- [WHAT TO DO]
Gather all lines from the material that contain "SamplingReport".
--- START ---
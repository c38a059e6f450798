//! Patch sampling policies.
//!
//! Polygon-centered: one jittered attempt per polygon centroid, never retried.
//! Random-background: uniform centers over the interior, kept only when the
//! label window is all background, until the target count or an attempt
//! budget of `target × 10` runs out.
use log::{debug, info};
use rand::rngs::StdRng;
use rand::{Rng, SeedableRng};
use serde::Serialize;

use crate::extract::{extract, Extraction, Patch};
use crate::labels::{LabelGrid, LabelPolygon};
use crate::stack::TileStack;

/// Attempts allowed per requested background patch.
pub const BACKGROUND_ATTEMPTS_PER_PATCH: usize = 10;

#[derive(Debug, Clone, Copy)]
pub struct SamplingParams {
    pub patch_size: usize,
    pub max_offset: i64,
    pub background_patches: usize,
}

/// Counters for one tile's sampling pass.
#[derive(Debug, Clone, Default, PartialEq, Eq, Serialize)]
pub struct SamplingReport {
    pub polygons: usize,
    pub polygon_patches: usize,
    pub out_of_bounds: usize,
    pub missing_data: usize,
    pub background_requested: usize,
    pub background_attempts: usize,
    pub background_patches: usize,
}

impl SamplingReport {
    pub fn skipped(&self) -> usize {
        self.out_of_bounds + self.missing_data
    }
}

/// Polygon patches first, then background patches.
#[derive(Debug, Clone)]
pub struct SampledPatches {
    pub polygon: Vec<Patch>,
    pub background: Vec<Patch>,
    pub report: SamplingReport,
}

impl SampledPatches {
    pub fn len(&self) -> usize {
        self.polygon.len() + self.background.len()
    }

    pub fn is_empty(&self) -> bool {
        self.len() == 0
    }

    pub fn into_patches(self) -> Vec<Patch> {
        let mut all = self.polygon;
        all.extend(self.background);
        all
    }
}

/// Truncate a fractional pixel coordinate. `None` when it is not finite or
/// does not fit an `i64`.
fn pixel_index(v: f64) -> Option<i64> {
    if v.is_finite() && v >= i64::MIN as f64 && v < i64::MAX as f64 {
        Some(v as i64)
    } else {
        None
    }
}

/// One extraction attempt per polygon at its jittered centroid pixel.
pub fn sample_polygon_centered<R: Rng>(
    stack: &TileStack,
    labels: &LabelGrid,
    polygons: &[LabelPolygon],
    params: &SamplingParams,
    rng: &mut R,
    report: &mut SamplingReport,
) -> Vec<Patch> {
    let mut patches = Vec::new();
    report.polygons += polygons.len();

    let jitter = params.max_offset.max(0);
    for polygon in polygons {
        let (x, y) = polygon.centroid;
        let offset_row = rng.gen_range(-jitter..=jitter);
        let offset_col = rng.gen_range(-jitter..=jitter);

        let center = stack.transform.to_pixel(x, y).and_then(|(col, row)| {
            Some((
                pixel_index(row)?.checked_add(offset_row)?,
                pixel_index(col)?.checked_add(offset_col)?,
            ))
        });
        let Some((center_row, center_col)) = center else {
            debug!("polygon at ({x}, {y}): no pixel position");
            report.out_of_bounds += 1;
            continue;
        };

        match extract(center_row, center_col, params.patch_size, stack, labels) {
            Extraction::Accepted(p) => patches.push(p),
            Extraction::OutOfBounds => {
                debug!("polygon at ({x:.1}, {y:.1}) -> ({center_row}, {center_col}): out of bounds");
                report.out_of_bounds += 1;
            }
            Extraction::MissingData => {
                debug!("polygon at ({x:.1}, {y:.1}) -> ({center_row}, {center_col}): missing data");
                report.missing_data += 1;
            }
        }
    }

    report.polygon_patches += patches.len();
    patches
}

/// Rejection-sample label-free patches. Falling short of `target` is not an
/// error.
pub fn sample_background<R: Rng>(
    stack: &TileStack,
    labels: &LabelGrid,
    patch_size: usize,
    target: usize,
    rng: &mut R,
    report: &mut SamplingReport,
) -> Vec<Patch> {
    let mut patches = Vec::with_capacity(target);
    report.background_requested += target;

    let rows = stack.rows().min(labels.nrows());
    let cols = stack.cols().min(labels.ncols());
    if patch_size == 0 || rows < patch_size || cols < patch_size {
        return patches;
    }

    // Centers whose window lies fully inside the grid.
    let half = patch_size / 2;
    let row_range = half as i64..=(rows - patch_size + half) as i64;
    let col_range = half as i64..=(cols - patch_size + half) as i64;

    let max_attempts = target * BACKGROUND_ATTEMPTS_PER_PATCH;
    let mut attempts = 0usize;
    while patches.len() < target && attempts < max_attempts {
        attempts += 1;
        let center_row = rng.gen_range(row_range.clone());
        let center_col = rng.gen_range(col_range.clone());

        if let Extraction::Accepted(patch) = extract(center_row, center_col, patch_size, stack, labels) {
            if !patch.has_positive_label() {
                patches.push(patch);
            }
        }
    }

    report.background_attempts += attempts;
    report.background_patches += patches.len();
    if patches.len() < target {
        info!(
            "background: {} of {} patches after {} attempts",
            patches.len(),
            target,
            attempts
        );
    }
    patches
}

/// Run both policies for one tile from a single seeded generator.
pub fn sample_tile(
    stack: &TileStack,
    labels: &LabelGrid,
    polygons: &[LabelPolygon],
    params: &SamplingParams,
    seed: u64,
) -> SampledPatches {
    let mut rng = StdRng::seed_from_u64(seed);
    let mut report = SamplingReport::default();

    let polygon = sample_polygon_centered(stack, labels, polygons, params, &mut rng, &mut report);
    info!(
        "polygon-centered patches: {} (skipped {}: {} out of bounds, {} missing data)",
        polygon.len(),
        report.skipped(),
        report.out_of_bounds,
        report.missing_data
    );

    let background = sample_background(
        stack,
        labels,
        params.patch_size,
        params.background_patches,
        &mut rng,
        &mut report,
    );
    info!("background patches: {}", background.len());

    SampledPatches {
        polygon,
        background,
        report,
    }
}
--- END ---
- [RESPONSE AREA]
pub struct SamplingReport {
impl SamplingReport {
    pub report: SamplingReport,
    report: &mut SamplingReport,
    report: &mut SamplingReport,
    let mut report = SamplingReport::default();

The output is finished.